▶ [Available data]

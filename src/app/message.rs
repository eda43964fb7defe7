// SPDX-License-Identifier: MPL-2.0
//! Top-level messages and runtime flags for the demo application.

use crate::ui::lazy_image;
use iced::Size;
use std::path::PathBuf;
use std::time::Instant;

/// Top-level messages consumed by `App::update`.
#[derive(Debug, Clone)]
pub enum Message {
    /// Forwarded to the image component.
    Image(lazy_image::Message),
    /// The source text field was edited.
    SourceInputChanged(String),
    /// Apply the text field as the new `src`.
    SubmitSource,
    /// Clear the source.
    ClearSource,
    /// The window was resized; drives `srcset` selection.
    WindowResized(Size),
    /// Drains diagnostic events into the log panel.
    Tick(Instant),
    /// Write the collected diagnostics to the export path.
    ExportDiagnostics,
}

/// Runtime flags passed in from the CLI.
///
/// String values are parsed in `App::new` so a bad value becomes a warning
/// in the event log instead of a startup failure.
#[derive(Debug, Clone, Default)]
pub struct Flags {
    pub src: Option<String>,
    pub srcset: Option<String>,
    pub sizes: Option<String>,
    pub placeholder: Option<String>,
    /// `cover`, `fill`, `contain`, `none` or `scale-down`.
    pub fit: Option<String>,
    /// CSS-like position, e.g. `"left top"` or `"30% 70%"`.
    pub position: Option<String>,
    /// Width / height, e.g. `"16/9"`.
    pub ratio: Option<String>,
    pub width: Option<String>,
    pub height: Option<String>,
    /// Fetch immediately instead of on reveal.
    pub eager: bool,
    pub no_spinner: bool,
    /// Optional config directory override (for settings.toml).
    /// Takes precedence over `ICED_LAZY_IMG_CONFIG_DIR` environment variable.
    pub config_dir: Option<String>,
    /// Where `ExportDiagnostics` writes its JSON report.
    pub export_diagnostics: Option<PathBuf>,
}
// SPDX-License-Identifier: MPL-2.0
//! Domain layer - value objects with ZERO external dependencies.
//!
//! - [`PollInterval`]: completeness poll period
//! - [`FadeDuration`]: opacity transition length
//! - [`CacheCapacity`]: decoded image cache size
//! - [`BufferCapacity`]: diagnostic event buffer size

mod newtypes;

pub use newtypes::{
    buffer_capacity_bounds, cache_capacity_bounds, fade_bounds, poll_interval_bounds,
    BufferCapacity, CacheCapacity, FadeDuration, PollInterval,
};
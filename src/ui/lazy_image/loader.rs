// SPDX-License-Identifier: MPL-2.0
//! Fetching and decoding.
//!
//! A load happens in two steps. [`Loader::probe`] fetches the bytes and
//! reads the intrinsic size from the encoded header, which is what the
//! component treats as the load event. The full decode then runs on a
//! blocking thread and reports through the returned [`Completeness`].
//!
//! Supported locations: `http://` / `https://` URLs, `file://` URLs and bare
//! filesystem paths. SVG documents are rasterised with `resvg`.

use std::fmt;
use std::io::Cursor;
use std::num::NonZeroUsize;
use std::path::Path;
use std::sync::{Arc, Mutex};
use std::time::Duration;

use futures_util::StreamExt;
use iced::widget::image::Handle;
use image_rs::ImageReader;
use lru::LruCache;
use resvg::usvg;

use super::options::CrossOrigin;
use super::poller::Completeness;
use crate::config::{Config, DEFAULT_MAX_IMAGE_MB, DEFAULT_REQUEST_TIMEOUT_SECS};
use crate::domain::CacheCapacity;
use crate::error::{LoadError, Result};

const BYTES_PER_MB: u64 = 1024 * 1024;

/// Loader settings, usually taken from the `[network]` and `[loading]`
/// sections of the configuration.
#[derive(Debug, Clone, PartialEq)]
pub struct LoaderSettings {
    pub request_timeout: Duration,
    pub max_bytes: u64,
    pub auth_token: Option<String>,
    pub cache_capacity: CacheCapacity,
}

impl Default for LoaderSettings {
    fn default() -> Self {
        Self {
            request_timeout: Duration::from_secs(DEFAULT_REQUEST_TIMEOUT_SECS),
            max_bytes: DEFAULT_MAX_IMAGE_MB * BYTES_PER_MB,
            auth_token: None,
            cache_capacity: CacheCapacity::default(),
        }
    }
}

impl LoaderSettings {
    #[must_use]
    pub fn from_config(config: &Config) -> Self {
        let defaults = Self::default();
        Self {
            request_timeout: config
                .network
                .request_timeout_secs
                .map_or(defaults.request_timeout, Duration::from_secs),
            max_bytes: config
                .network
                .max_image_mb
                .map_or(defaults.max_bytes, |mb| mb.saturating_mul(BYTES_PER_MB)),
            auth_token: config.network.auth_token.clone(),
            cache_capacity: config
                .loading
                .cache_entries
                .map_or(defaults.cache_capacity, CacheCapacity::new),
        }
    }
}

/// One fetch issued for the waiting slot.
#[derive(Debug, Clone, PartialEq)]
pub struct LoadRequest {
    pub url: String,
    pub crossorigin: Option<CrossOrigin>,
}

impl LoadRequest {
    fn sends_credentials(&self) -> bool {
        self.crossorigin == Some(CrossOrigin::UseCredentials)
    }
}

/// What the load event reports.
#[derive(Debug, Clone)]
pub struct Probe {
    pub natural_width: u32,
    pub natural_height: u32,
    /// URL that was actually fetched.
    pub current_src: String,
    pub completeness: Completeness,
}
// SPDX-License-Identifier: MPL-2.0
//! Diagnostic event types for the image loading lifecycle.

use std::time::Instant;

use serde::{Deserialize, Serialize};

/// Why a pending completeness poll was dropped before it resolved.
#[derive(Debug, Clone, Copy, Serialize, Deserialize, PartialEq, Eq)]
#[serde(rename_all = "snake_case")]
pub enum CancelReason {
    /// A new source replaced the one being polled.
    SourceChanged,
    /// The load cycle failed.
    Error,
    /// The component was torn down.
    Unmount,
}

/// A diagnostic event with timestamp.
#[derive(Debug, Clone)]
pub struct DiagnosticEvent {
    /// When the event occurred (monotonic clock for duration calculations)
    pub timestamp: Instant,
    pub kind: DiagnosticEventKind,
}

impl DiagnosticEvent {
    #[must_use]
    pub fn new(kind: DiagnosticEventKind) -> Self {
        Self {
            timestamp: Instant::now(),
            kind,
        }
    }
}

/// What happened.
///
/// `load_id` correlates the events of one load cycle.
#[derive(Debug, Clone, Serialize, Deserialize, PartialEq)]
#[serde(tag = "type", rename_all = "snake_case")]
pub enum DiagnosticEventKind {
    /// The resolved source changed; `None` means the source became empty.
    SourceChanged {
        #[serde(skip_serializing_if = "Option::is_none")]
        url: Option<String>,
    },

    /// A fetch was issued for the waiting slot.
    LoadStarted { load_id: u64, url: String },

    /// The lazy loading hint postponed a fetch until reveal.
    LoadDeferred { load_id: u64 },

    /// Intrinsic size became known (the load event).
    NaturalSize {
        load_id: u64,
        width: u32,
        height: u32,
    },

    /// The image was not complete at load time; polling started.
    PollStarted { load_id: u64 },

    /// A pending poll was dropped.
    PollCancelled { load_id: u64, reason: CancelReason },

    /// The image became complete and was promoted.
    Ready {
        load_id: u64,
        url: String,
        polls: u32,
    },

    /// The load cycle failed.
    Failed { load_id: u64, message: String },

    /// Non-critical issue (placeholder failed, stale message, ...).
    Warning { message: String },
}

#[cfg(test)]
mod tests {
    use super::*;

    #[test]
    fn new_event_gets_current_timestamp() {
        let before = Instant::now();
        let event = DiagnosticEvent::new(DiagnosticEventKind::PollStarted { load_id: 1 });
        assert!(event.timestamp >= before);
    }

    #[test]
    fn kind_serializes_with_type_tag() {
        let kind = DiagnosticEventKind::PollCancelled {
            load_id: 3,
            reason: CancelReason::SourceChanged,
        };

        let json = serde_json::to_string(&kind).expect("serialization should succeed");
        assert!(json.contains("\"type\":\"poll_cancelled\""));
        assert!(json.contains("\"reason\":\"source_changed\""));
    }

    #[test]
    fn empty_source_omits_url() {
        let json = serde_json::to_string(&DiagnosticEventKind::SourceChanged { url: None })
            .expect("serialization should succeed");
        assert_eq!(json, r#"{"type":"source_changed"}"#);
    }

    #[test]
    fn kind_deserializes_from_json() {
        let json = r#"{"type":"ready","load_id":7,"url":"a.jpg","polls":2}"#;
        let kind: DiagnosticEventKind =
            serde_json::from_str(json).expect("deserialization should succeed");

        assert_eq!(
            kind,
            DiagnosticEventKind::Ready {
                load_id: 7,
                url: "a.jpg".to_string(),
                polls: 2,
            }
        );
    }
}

▶ [What is expected] Everything from the line with "use std::path::Path;" through the line with "Loader settings, usually" should be written out exactly as it appears above, end lines included, and nothing outside that range.

▶ [Result]
use std::path::Path;
use std::sync::{Arc, Mutex};
use std::time::Duration;

use futures_util::StreamExt;
use iced::widget::image::Handle;
use image_rs::ImageReader;
use lru::LruCache;
use resvg::usvg;

use super::options::CrossOrigin;
use super::poller::Completeness;
use crate::config::{Config, DEFAULT_MAX_IMAGE_MB, DEFAULT_REQUEST_TIMEOUT_SECS};
use crate::domain::CacheCapacity;
use crate::error::{LoadError, Result};

const BYTES_PER_MB: u64 = 1024 * 1024;

/// Loader settings, usually taken from the `[network]` and `[loading]`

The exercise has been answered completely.